**Dataset excerpts:**
>>>

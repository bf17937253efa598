use crate::cli::CommandLineArgs;
use crate::dataset::Dataset;
use crate::error::SurfsUpError;

use std::sync::Arc;

/// Shared application state passed to each request handler.
#[derive(Debug)]
pub struct AppState {
    /// Command line arguments.
    pub args: CommandLineArgs,

    /// Read-only dataset.
    pub dataset: Dataset,
}

impl AppState {
    /// Create and return an [AppState], opening the dataset named by the arguments.
    pub fn new(args: &CommandLineArgs) -> Result<Self, SurfsUpError> {
        let dataset = Dataset::open(&args.database, args.connection_limit)?;
        Ok(Self::with_dataset(args, dataset))
    }

    /// Create and return an [AppState] around an already opened dataset.
    pub fn with_dataset(args: &CommandLineArgs, dataset: Dataset) -> Self {
        Self {
            args: args.clone(),
            dataset,
        }
    }

    /// Run a blocking dataset query on the blocking thread pool.
    pub async fn query<T, F>(self: &Arc<Self>, f: F) -> Result<T, SurfsUpError>
    where
        F: FnOnce(&Dataset) -> Result<T, SurfsUpError> + Send + 'static,
        T: Send + 'static,
    {
        let state = Arc::clone(self);
        tokio::task::spawn_blocking(move || f(&state.dataset)).await?
    }
}

/// AppState wrapped in an Atomic Reference Count (Arc) to allow multiple references.
pub type SharedAppState = Arc<AppState>;
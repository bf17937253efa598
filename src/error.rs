//! Error handling.

use axum::{
    http::header,
    http::StatusCode,
    response::{IntoResponse, Response},
};
use serde::{Deserialize, Serialize};
use std::error::Error;
use thiserror::Error;
use tracing::{event, Level};

/// SurfsUp error type
///
/// This type encapsulates the various errors that may occur.
/// Each variant may result in a different API error response.
#[derive(Debug, Error)]
pub enum SurfsUpError {
    /// The dataset file does not exist
    #[error("dataset file {path} not found")]
    DatasetNotFound { path: String },

    /// An aggregate needing at least one measurement ran over an empty table
    #[error("no measurement data available to determine {what}")]
    DataUnavailable { what: &'static str },

    /// The cutoff date would fall outside the representable calendar range
    #[error("date {date} is out of range")]
    DateOutOfRange { date: String },

    /// A date stored in the dataset is not an ISO-8601 calendar date
    #[error("stored date {value:?} is not a valid YYYY-MM-DD date")]
    InvalidStoredDate {
        value: String,
        #[source]
        source: time::error::Parse,
    },

    /// Error formatting a date
    #[error("failed to format date")]
    FormatDate(#[from] time::error::Format),

    /// Error encoding or registering Prometheus metrics
    #[error("metrics error")]
    Metrics(#[from] prometheus::Error),

    /// Error acquiring a pooled dataset connection
    #[error("failed to acquire a dataset connection")]
    Pool(#[from] r2d2::Error),

    /// The dataset does not have the expected table or columns
    #[error("dataset table {table} does not match the expected schema")]
    SchemaMismatch {
        table: &'static str,
        #[source]
        source: rusqlite::Error,
    },

    /// Error executing a dataset query
    #[error("error querying the dataset")]
    Sqlite(#[from] rusqlite::Error),

    /// A blocking query task panicked or was cancelled
    #[error("dataset query task failed")]
    TaskJoin(#[from] tokio::task::JoinError),
}

impl IntoResponse for SurfsUpError {
    /// Convert from a `SurfsUpError` into an [axum::response::Response].
    fn into_response(self) -> Response {
        ErrorResponse::from(self).into_response()
    }
}

/// Body of error response
///
/// Implements serde (de)serialise.
#[derive(Deserialize, Serialize)]
struct ErrorBody {
    /// Main error message
    message: String,

    /// Optional list of causes
    #[serde(skip_serializing_if = "Option::is_none")]
    caused_by: Option<Vec<String>>,
}

impl ErrorBody {
    /// Return a new ErrorBody
    ///
    /// # Arguments
    ///
    /// * `error`: The error that occurred
    fn new<E>(error: &E) -> Self
    where
        E: std::error::Error + Send + Sync,
    {
        let message = error.to_string();
        let mut caused_by = None;
        let mut current = error.source();
        while let Some(source) = current {
            let mut causes: Vec<String> = caused_by.unwrap_or_default();
            causes.push(source.to_string());
            caused_by = Some(causes);
            current = source.source();
        }
        // Remove duplicate entries.
        if let Some(caused_by) = caused_by.as_mut() {
            caused_by.dedup()
        }
        ErrorBody { message, caused_by }
    }
}

/// A response to send in error cases
///
/// Implements serde (de)serialise.
#[derive(Deserialize, Serialize)]
struct ErrorResponse {
    /// HTTP status of the response
    #[serde(skip)]
    status: StatusCode,

    /// Response body
    error: ErrorBody,
}

impl ErrorResponse {
    /// Return a new ErrorResponse
    ///
    /// # Arguments
    ///
    /// * `status`: HTTP status of the response
    /// * `error`: The error that occurred. This will be formatted into a suitable `ErrorBody`
    fn new<E>(status: StatusCode, error: &E) -> Self
    where
        E: std::error::Error + Send + Sync,
    {
        ErrorResponse {
            status,
            error: ErrorBody::new(error),
        }
    }

    /// Return a 500 internal server error ErrorResponse
    fn internal_server_error<E>(error: &E) -> Self
    where
        E: std::error::Error + Send + Sync,
    {
        Self::new(StatusCode::INTERNAL_SERVER_ERROR, error)
    }
}

impl From<SurfsUpError> for ErrorResponse {
    /// Convert from a `SurfsUpError` into an `ErrorResponse`.
    ///
    /// Every failure is a server-side problem: request parameters are never validated, so there
    /// is no client error case.
    fn from(error: SurfsUpError) -> Self {
        let response = match &error {
            SurfsUpError::DataUnavailable { what: _ }
            | SurfsUpError::DatasetNotFound { path: _ }
            | SurfsUpError::DateOutOfRange { date: _ }
            | SurfsUpError::InvalidStoredDate {
                value: _,
                source: _,
            }
            | SurfsUpError::FormatDate(_)
            | SurfsUpError::Metrics(_)
            | SurfsUpError::Pool(_)
            | SurfsUpError::SchemaMismatch {
                table: _,
                source: _,
            }
            | SurfsUpError::Sqlite(_)
            | SurfsUpError::TaskJoin(_) => Self::internal_server_error(&error),
        };

        // Log server errors.
        if response.status.is_server_error() {
            event!(Level::ERROR, "{}", error.to_string());
            let mut current = error.source();
            while let Some(source) = current {
                event!(Level::ERROR, "Caused by: {}", source.to_string());
                current = source.source();
            }
        }

        response
    }
}

impl IntoResponse for ErrorResponse {
    /// Convert from an `ErrorResponse` into an `axum::response::Response`.
    ///
    /// Renders the response as JSON.
    fn into_response(self) -> Response {
        let json_body = serde_json::to_string_pretty(&self);
        match json_body {
            Err(err) => (
                StatusCode::INTERNAL_SERVER_ERROR,
                format!("Failed to serialise error response: {}", err),
            )
                .into_response(),
            Ok(json_body) => (
                self.status,
                [(&header::CONTENT_TYPE, mime::APPLICATION_JSON.to_string())],
                json_body,
            )
                .into_response(),
        }
    }
}

#[cfg(test)]
mod tests {
    use super::*;

    use hyper::HeaderMap;
    use time::macros::format_description;

    // Jump through the hoops to get the body as a string.
    async fn body_string(response: Response) -> String {
        String::from_utf8(
            hyper::body::to_bytes(response.into_body())
                .await
                .unwrap()
                .to_vec(),
        )
        .unwrap()
    }

    async fn test_surfsup_error(
        error: SurfsUpError,
        status: StatusCode,
        message: &str,
        caused_by: Option<Vec<&'static str>>,
    ) {
        let response = error.into_response();
        assert_eq!(status, response.status());
        let mut headers = HeaderMap::new();
        headers.insert(&header::CONTENT_TYPE, "application/json".parse().unwrap());
        assert_eq!(headers, *response.headers());
        let error_response: ErrorResponse =
            serde_json::from_str(&body_string(response).await).unwrap();
        assert_eq!(message.to_string(), error_response.error.message);
        // Map Vec items from str to String
        let caused_by = caused_by.map(|cb| cb.iter().map(|s| s.to_string()).collect());
        assert_eq!(caused_by, error_response.error.caused_by);
    }

    #[tokio::test]
    async fn data_unavailable() {
        let error = SurfsUpError::DataUnavailable {
            what: "the latest measurement date",
        };
        let message = "no measurement data available to determine the latest measurement date";
        test_surfsup_error(error, StatusCode::INTERNAL_SERVER_ERROR, message, None).await;
    }

    #[tokio::test]
    async fn dataset_not_found() {
        let error = SurfsUpError::DatasetNotFound {
            path: "hawaii.sqlite".to_string(),
        };
        let message = "dataset file hawaii.sqlite not found";
        test_surfsup_error(error, StatusCode::INTERNAL_SERVER_ERROR, message, None).await;
    }

    #[tokio::test]
    async fn date_out_of_range() {
        let error = SurfsUpError::DateOutOfRange {
            date: "-9999-01-01".to_string(),
        };
        let message = "date -9999-01-01 is out of range";
        test_surfsup_error(error, StatusCode::INTERNAL_SERVER_ERROR, message, None).await;
    }

    #[tokio::test]
    async fn invalid_stored_date() {
        let value = "2017-13-01".to_string();
        let source =
            time::Date::parse(&value, format_description!("[year]-[month]-[day]")).unwrap_err();
        let cause = source.to_string();
        let error = SurfsUpError::InvalidStoredDate { value, source };
        let message = "stored date \"2017-13-01\" is not a valid YYYY-MM-DD date";
        let response = error.into_response();
        assert_eq!(StatusCode::INTERNAL_SERVER_ERROR, response.status());
        let error_response: ErrorResponse =
            serde_json::from_str(&body_string(response).await).unwrap();
        assert_eq!(message, error_response.error.message);
        assert_eq!(cause, error_response.error.caused_by.unwrap()[0]);
    }

    #[tokio::test]
    async fn schema_mismatch() {
        let error = SurfsUpError::SchemaMismatch {
            table: "station",
            source: rusqlite::Error::InvalidQuery,
        };
        let message = "dataset table station does not match the expected schema";
        let caused_by = Some(vec!["Query is not read-only"]);
        test_surfsup_error(error, StatusCode::INTERNAL_SERVER_ERROR, message, caused_by).await;
    }

    #[tokio::test]
    async fn sqlite_error() {
        let error = SurfsUpError::Sqlite(rusqlite::Error::QueryReturnedNoRows);
        let message = "error querying the dataset";
        let caused_by = Some(vec!["Query returned no rows"]);
        test_surfsup_error(error, StatusCode::INTERNAL_SERVER_ERROR, message, caused_by).await;
    }

    #[tokio::test]
    async fn task_join_error() {
        let handle = tokio::spawn(async {
            std::future::pending::<()>().await;
        });
        handle.abort();
        let join_error = handle.await.unwrap_err();
        assert!(join_error.is_cancelled());
        let error = SurfsUpError::TaskJoin(join_error);
        let message = "dataset query task failed";
        // JoinError has no source of its own; its message is the only cause.
        let response = error.into_response();
        assert_eq!(StatusCode::INTERNAL_SERVER_ERROR, response.status());
        let error_response: ErrorResponse =
            serde_json::from_str(&body_string(response).await).unwrap();
        assert_eq!(message, error_response.error.message);
        let caused_by = error_response.error.caused_by.unwrap();
        assert_eq!(1, caused_by.len());
        assert!(caused_by[0].contains("cancelled"), "{caused_by:?}");
    }
}
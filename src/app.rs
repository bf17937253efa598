//! HTTP API

use crate::app_state::{AppState, SharedAppState};
use crate::cli::CommandLineArgs;
use crate::dataset::Dataset;
use crate::error::SurfsUpError;
use crate::metrics;
use crate::models::{
    DateRange, PrecipitationHistory, StationEntry, TemperatureObservation, TemperatureStats,
};

use std::sync::Arc;

use axum::{
    body::{Body, BoxBody},
    extract::{Path, State},
    response::Html,
    routing::get,
    Json, Router,
};
use tower::Layer;
use tower_http::normalize_path::{NormalizePath, NormalizePathLayer};
use tower_http::trace::TraceLayer;

/// Landing page listing the available routes.
const INDEX: &str = "Available Routes:<br/>\
    /api/v1.0/precipitation<br/>\
    /api/v1.0/stations<br/>\
    /api/v1.0/tobs<br/>\
    /api/v1.0/&lt;start&gt;<br/>\
    /api/v1.0/&lt;start&gt;/&lt;end&gt;<br/>";

/// `Service` type is used to serve requests.
///
/// We use axum's `Router` wrapped in a `NormalizePath` so that trailing slashes are trimmed
/// before routing.
pub type Service = NormalizePath<Router>;

/// Initialise the service, opening the dataset.
///
/// # Arguments
///
/// * `args`: Command line arguments
pub fn service(args: &CommandLineArgs) -> Result<Service, SurfsUpError> {
    let state = Arc::new(AppState::new(args)?);
    Ok(service_with_state(state))
}

/// Build the service around already constructed shared state.
pub fn service_with_state(state: SharedAppState) -> Service {
    NormalizePathLayer::trim_trailing_slash().layer(router(state))
}

/// Returns a [axum::Router] for the API.
///
/// # Arguments
///
/// * `state`: Shared application state
pub fn router(state: SharedAppState) -> Router {
    fn v1() -> Router<SharedAppState> {
        Router::new()
            .route("/precipitation", get(precipitation))
            .route("/stations", get(stations))
            .route("/tobs", get(tobs))
            .route("/:start", get(stats_from))
            .route("/:start/:end", get(stats_between))
    }

    Router::new()
        .route("/", get(index))
        .route("/metrics", get(metrics::metrics_handler))
        .nest("/api/v1.0", v1())
        .layer(
            TraceLayer::new_for_http()
                .on_request(metrics::request_counter::<Body>)
                .on_response(metrics::record_response_metrics::<BoxBody>),
        )
        .with_state(state)
}

async fn index() -> Html<&'static str> {
    Html(INDEX)
}

/// Last 12 months of precipitation, keyed by date.
async fn precipitation(
    State(state): State<SharedAppState>,
) -> Result<Json<PrecipitationHistory>, SurfsUpError> {
    Ok(Json(state.query(Dataset::precipitation).await?))
}

/// All stations.
async fn stations(
    State(state): State<SharedAppState>,
) -> Result<Json<Vec<StationEntry>>, SurfsUpError> {
    Ok(Json(state.query(Dataset::stations).await?))
}

/// Last 12 months of temperature observations for the most active station.
async fn tobs(
    State(state): State<SharedAppState>,
) -> Result<Json<Vec<TemperatureObservation>>, SurfsUpError> {
    Ok(Json(state.query(Dataset::most_active_temperatures).await?))
}

// The statistics are wrapped in a single element array for compatibility with existing clients.

async fn stats_from(
    State(state): State<SharedAppState>,
    Path(start): Path<String>,
) -> Result<Json<Vec<TemperatureStats>>, SurfsUpError> {
    let range = DateRange::starting(&start);
    let stats = state
        .query(move |dataset| dataset.temperature_stats(&range))
        .await?;
    Ok(Json(vec![stats]))
}

async fn stats_between(
    State(state): State<SharedAppState>,
    Path((start, end)): Path<(String, String)>,
) -> Result<Json<Vec<TemperatureStats>>, SurfsUpError> {
    let range = DateRange::between(&start, &end);
    let stats = state
        .query(move |dataset| dataset.temperature_stats(&range))
        .await?;
    Ok(Json(vec![stats]))
}
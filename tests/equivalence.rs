//! Interpreter/VM conformance suite
//!
//! Both engines must produce the same observable results for programs in the
//! compiled subset of the language. Each case runs the same source through
//! direct interpretation and through compile-serialize-deserialize-execute,
//! then compares named globals.

use std::path::Path;

use pretty_assertions::assert_eq;

use somnia::compiler::Compiler;
use somnia::interpreter::Interpreter;
use somnia::parser;
use somnia::value::Value;
use somnia::vm::SomniaVM;
use somnia::BytecodeFile;

fn interpret(source: &str) -> Interpreter {
    let statements = parser::parse(source).unwrap();
    let mut interpreter = Interpreter::new();
    interpreter
        .interpret(&statements, Path::new("<conformance>"))
        .unwrap();
    interpreter
}

/// Full pipeline: compile, serialize, deserialize, execute
fn run_vm(source: &str) -> SomniaVM {
    let statements = parser::parse(source).unwrap();
    let file = Compiler::new().compile(&statements).unwrap();
    let decoded = BytecodeFile::from_bytes(&file.to_bytes().unwrap()).unwrap();
    let mut vm = SomniaVM::new();
    vm.load(decoded);
    vm.execute().unwrap();
    vm
}

/// Assert that both engines agree on the named globals
fn assert_engines_agree(source: &str, globals: &[(&str, Value)]) {
    let interpreter = interpret(source);
    let vm = run_vm(source);
    for (name, expected) in globals {
        assert_eq!(
            interpreter.global(name).as_ref(),
            Some(expected),
            "interpreter disagrees on '{}'",
            name
        );
        assert_eq!(
            vm.global(name).as_ref(),
            Some(expected),
            "vm disagrees on '{}'",
            name
        );
    }
}

#[test]
fn test_arithmetic_agrees() {
    assert_engines_agree(
        "var a = 1 + 1\nvar b = 2 + 3 * 4\nvar c = (2 + 3) * 4\nvar d = 10 % 3",
        &[
            ("a", Value::Number(2.0)),
            ("b", Value::Number(14.0)),
            ("c", Value::Number(20.0)),
            ("d", Value::Number(1.0)),
        ],
    );
}

#[test]
fn test_string_coercion_agrees() {
    assert_engines_agree(
        r#"var a = "a" + 1
var b = 1 + "a""#,
        &[("a", Value::from("a1")), ("b", Value::from("1a"))],
    );
}

#[test]
fn test_integral_numbers_display_without_decimal() {
    // `print(x + y)` must emit "5", not "5.0"
    assert_eq!(Value::Number(5.0).to_string(), "5");
    assert_eq!(Value::Number(2.5).to_string(), "2.5");
}

#[test]
fn test_basic_program_value() {
    assert_engines_agree(
        "var x = 2\nvar y = 3\nvar out = x + y",
        &[("out", Value::Number(5.0))],
    );
}

#[test]
fn test_comparisons_and_logic_agree() {
    assert_engines_agree(
        r#"var a = 1 < 2
var b = 2 <= 1
var c = 1 == 1 and 2 > 1
var d = not (1 == 2)
var e = "abc" < "abd""#,
        &[
            ("a", Value::Bool(true)),
            ("b", Value::Bool(false)),
            ("c", Value::Bool(true)),
            ("d", Value::Bool(true)),
            ("e", Value::Bool(true)),
        ],
    );
}

#[test]
fn test_control_flow_agrees() {
    let source = r#"
var r = 0
if 1 > 2 { r = 1 } else { r = 2 }
var i = 0
var sum = 0
while i < 5 {
    i = i + 1
    sum = sum + i
}
var picked = if sum > 10 then "big" else "small"
"#;
    assert_engines_agree(
        source,
        &[
            ("r", Value::Number(2.0)),
            ("sum", Value::Number(15.0)),
            ("picked", Value::from("big")),
        ],
    );
}

#[test]
fn test_function_calls_agree() {
    let source = r#"
fun fib(n) {
    if n < 2 { return n }
    return fib(n - 1) + fib(n - 2)
}
fun announce(n) { return "fib = " + n }
var f = fib(12)
var msg = announce(f)
"#;
    assert_engines_agree(
        source,
        &[
            ("f", Value::Number(144.0)),
            ("msg", Value::from("fib = 144")),
        ],
    );
}

#[test]
fn test_forward_declaration_agrees() {
    assert_engines_agree(
        "var r = double(21)\nfun double(n) { return n * 2 }",
        &[("r", Value::Number(42.0))],
    );
}

#[test]
fn test_lists_and_maps_agree() {
    let source = r#"
var xs = [1, 2, 3]
var second = xs[1]
xs[0] = 10
var head = xs[0]
var n = xs.length
var m = {"k": 1}
var k = m["k"]
m.j = 2
var j = m.j
"#;
    assert_engines_agree(
        source,
        &[
            ("second", Value::Number(2.0)),
            ("head", Value::Number(10.0)),
            ("n", Value::Number(3.0)),
            ("k", Value::Number(1.0)),
            ("j", Value::Number(2.0)),
        ],
    );
}

#[test]
fn test_for_loop_agrees() {
    assert_engines_agree(
        "var sum = 0\nfor n in [1, 2, 3, 4] { sum = sum + n }",
        &[("sum", Value::Number(10.0))],
    );
}

#[test]
fn test_for_over_map_keys_agrees() {
    let source = r#"var m = {"a": 1}
var seen = ""
for k in m { seen = seen + k }"#;
    assert_engines_agree(source, &[("seen", Value::from("a"))]);
}

#[test]
fn test_for_over_string_chars_agrees() {
    let source = r#"var out = ""
for c in "ab" { out = out + c }"#;
    assert_engines_agree(source, &[("out", Value::from("ab"))]);
}

#[test]
fn test_for_over_non_iterable_is_empty_loop() {
    assert_engines_agree(
        "var hits = 0\nfor x in 42 { hits = hits + 1 }",
        &[("hits", Value::Number(0.0))],
    );
}

#[test]
fn test_membership_agrees() {
    assert_engines_agree(
        r#"var a = "ell" in "hello"
var b = 2 in [1, 2]
var c = 9 in [1, 2]"#,
        &[
            ("a", Value::Bool(true)),
            ("b", Value::Bool(true)),
            ("c", Value::Bool(false)),
        ],
    );
}

#[test]
fn test_undefined_variable_errors_in_both_engines() {
    let statements = parser::parse("var x = missing").unwrap();

    let mut interpreter = Interpreter::new();
    assert!(interpreter
        .interpret(&statements, Path::new("<conformance>"))
        .is_err());

    let file = Compiler::new().compile(&statements).unwrap();
    let mut vm = SomniaVM::new();
    vm.load(file);
    assert!(vm.execute().is_err());
}

#[test]
fn test_closure_observes_mutation() {
    // Closures capture the defining environment by reference
    let source = r#"
fun make_counter() {
    var count = 0
    fun bump() {
        count = count + 1
        return count
    }
    return bump
}
var counter = make_counter()
var first = counter()
var second = counter()
"#;
    let interpreter = interpret(source);
    assert_eq!(interpreter.global("first"), Some(Value::Number(1.0)));
    assert_eq!(interpreter.global("second"), Some(Value::Number(2.0)));
}

#[test]
fn test_constant_pool_dedup_across_usages() {
    let statements = parser::parse(r#"var a = "x"
var b = "x"
fun f() { return "x" }"#)
    .unwrap();
    let file = Compiler::new().compile(&statements).unwrap();
    let occurrences = file
        .pool
        .entries()
        .iter()
        .filter(|c| matches!(c, somnia::Constant::Str(s) if s == "x"))
        .count();
    assert_eq!(occurrences, 1);
}

#[test]
fn test_round_trip_matches_direct_execution() {
    let source = "fun square(n) { return n * n }\nvar r = square(9)";
    let statements = parser::parse(source).unwrap();
    let file = Compiler::new().compile(&statements).unwrap();

    let mut direct = SomniaVM::new();
    direct.load(file.clone());
    direct.execute().unwrap();

    let decoded = BytecodeFile::from_bytes(&file.to_bytes().unwrap()).unwrap();
    let mut round_tripped = SomniaVM::new();
    round_tripped.load(decoded);
    round_tripped.execute().unwrap();

    assert_eq!(direct.global("r"), round_tripped.global("r"));
    assert_eq!(direct.global("r"), Some(Value::Number(81.0)));
}

#[test]
fn test_test_runner_continues_past_failure() {
    let source = r#"
test "arithmetic holds" { assert 1 + 1 == 2 }
test "broken" { assert 1 == 2 }
test "still runs" { assert true }
"#;
    let statements = parser::parse(source).unwrap();
    let mut interpreter = Interpreter::new();
    interpreter
        .interpret(&statements, Path::new("<conformance>"))
        .unwrap();

    let outcomes = interpreter.run_tests();
    let failures: Vec<_> = outcomes.iter().filter(|o| o.failure.is_some()).collect();
    assert_eq!(outcomes.len(), 3);
    assert_eq!(failures.len(), 1);
    assert_eq!(failures[0].name, "broken");
}

#[test]
fn test_assert_agrees() {
    // Passing asserts are invisible in both engines
    assert_engines_agree("assert 2 > 1\nvar ok = true", &[("ok", Value::Bool(true))]);

    let statements = parser::parse("assert 1 > 2").unwrap();

    let mut interpreter = Interpreter::new();
    assert!(interpreter
        .interpret(&statements, Path::new("<conformance>"))
        .is_err());

    let file = Compiler::new().compile(&statements).unwrap();
    let mut vm = SomniaVM::new();
    vm.load(file);
    assert!(vm.execute().is_err());
}

#[test]
fn test_vm_native_dispatch() {
    let source = r#"var parts = split("a,b,c", ",")
var n = parts.length"#;
    let vm = run_vm(source);
    assert_eq!(vm.global("n"), Some(Value::Number(3.0)));
}
impl FunctionState {
    fn emit(&mut self, op: Opcode) {
        self.code.push(op as u8);
    }

    fn emit_u8(&mut self, byte: u8) {
        self.code.push(byte);
    }

    fn emit_u16(&mut self, value: u16) {
        self.code.extend_from_slice(&value.to_be_bytes());
    }

    /// Emit a jump with a placeholder offset; returns the operand position
    fn emit_jump(&mut self, op: Opcode) -> usize {
        self.emit(op);
        let pos = self.code.len();
        self.emit_u16(0xFFFF);
        pos
    }

    /// Point a previously emitted jump at the current end of code
    fn patch_jump(&mut self, operand_pos: usize, line: u32) -> Result<(), CompileError> {
        let target = self.code.len();
        if target > u16::MAX as usize {
            return Err(CompileError::JumpOutOfRange { target, line });
        }
        let bytes = (target as u16).to_be_bytes();
        self.code[operand_pos] = bytes[0];
        self.code[operand_pos + 1] = bytes[1];
        Ok(())
    }

    fn emit_jump_to(&mut self, op: Opcode, target: usize, line: u32) -> Result<(), CompileError> {
        if target > u16::MAX as usize {
            return Err(CompileError::JumpOutOfRange { target, line });
        }
        self.emit(op);
        self.emit_u16(target as u16);
        Ok(())
    }

    fn begin_scope(&mut self) {
        self.scope_depth += 1;
    }

    fn end_scope(&mut self) {
        self.scope_depth -= 1;
        while let Some(local) = self.locals.last() {
            if local.depth <= self.scope_depth {
                break;
            }
            self.locals.pop();
        }
    }

    fn define_local(&mut self, name: String) -> Result<u8, CompileError> {
        let slot = self.locals.len();
        if slot >= MAX_LOCALS {
            return Err(CompileError::TooManyLocals {
                function: self.name.clone(),
            });
        }
        self.locals.push(Local {
            name,
            depth: self.scope_depth,
        });
        self.max_locals = self.max_locals.max(self.locals.len());
        Ok(slot as u8)
    }

    /// Synthesized locals use names no identifier can collide with
    fn define_hidden_local(&mut self, tag: &str) -> Result<u8, CompileError> {
        let name = format!("<{}:{}>", tag, self.locals.len());
        self.define_local(name)
    }

    fn resolve_local(&self, name: &str) -> Option<u8> {
        self.locals
            .iter()
            .rposition(|local| local.name == name)
            .map(|slot| slot as u8)
    }

    fn finish(self, param_count: u8) -> CompiledFunction {
        CompiledFunction {
            name: self.name,
            param_count,
            local_count: self.max_locals as u8,
            code: self.code,
        }
    }
}
//! Stack-based virtual machine
//!
//! Executes a loaded [`BytecodeFile`] starting at its entry point. State is
//! an operand stack, a frame stack, a globals table, and a native dispatch
//! table pre-populated from [`crate::stdlib`].
//!
//! Arithmetic and comparison opcodes check operand types and fail with
//! [`VmError::TypeMismatch`] instead of coercing; logic opcodes and
//! conditional jumps use language truthiness so compiled programs branch the
//! same way interpreted ones do.

use std::collections::HashMap;
use std::io::{BufRead, Write};
use std::rc::Rc;

use crate::bytecode::{BytecodeFile, CompiledFunction};
use crate::constant_pool::ConstantPool;
use crate::error::VmError;
use crate::opcodes::{read_u16, read_u8, Opcode};
use crate::stdlib::{self, VmNative};
use crate::value::Value;

const MAX_CALL_DEPTH: usize = 1000;

pub struct SomniaVM {
    pool: ConstantPool,
    functions: Vec<Rc<CompiledFunction>>,
    entry_point: u16,
    loaded: bool,
    stack: Vec<Value>,
    globals: HashMap<String, Value>,
    natives: HashMap<String, VmNative>,
}

struct Frame {
    func: Rc<CompiledFunction>,
    ip: usize,
    locals: Vec<Value>,
}

impl Frame {
    fn new(func: Rc<CompiledFunction>, args: Vec<Value>) -> Self {
        let mut locals = vec![Value::Null; func.local_count as usize];
        for (slot, arg) in locals.iter_mut().zip(args) {
            *slot = arg;
        }
        Frame {
            func,
            ip: 0,
            locals,
        }
    }
}

/// One decoded instruction; operands default to zero when absent
struct Decoded {
    op: Opcode,
    wide: u16,
    narrow: u8,
}

impl Default for SomniaVM {
    fn default() -> Self {
        Self::new()
    }
}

<<<

**YOUR OBJECTIVE:** What is needed is every line from the beginning of the data up to and including the line with "Command line arguments.", given again word for word.

**EXERCISE ANSWER:**
repository bf17937253efa598
use crate::cli::CommandLineArgs;
use crate::dataset::Dataset;
use crate::error::SurfsUpError;

use std::sync::Arc;

/// Shared application state passed to each request handler.
#[derive(Debug)]
pub struct AppState {
    /// Command line arguments.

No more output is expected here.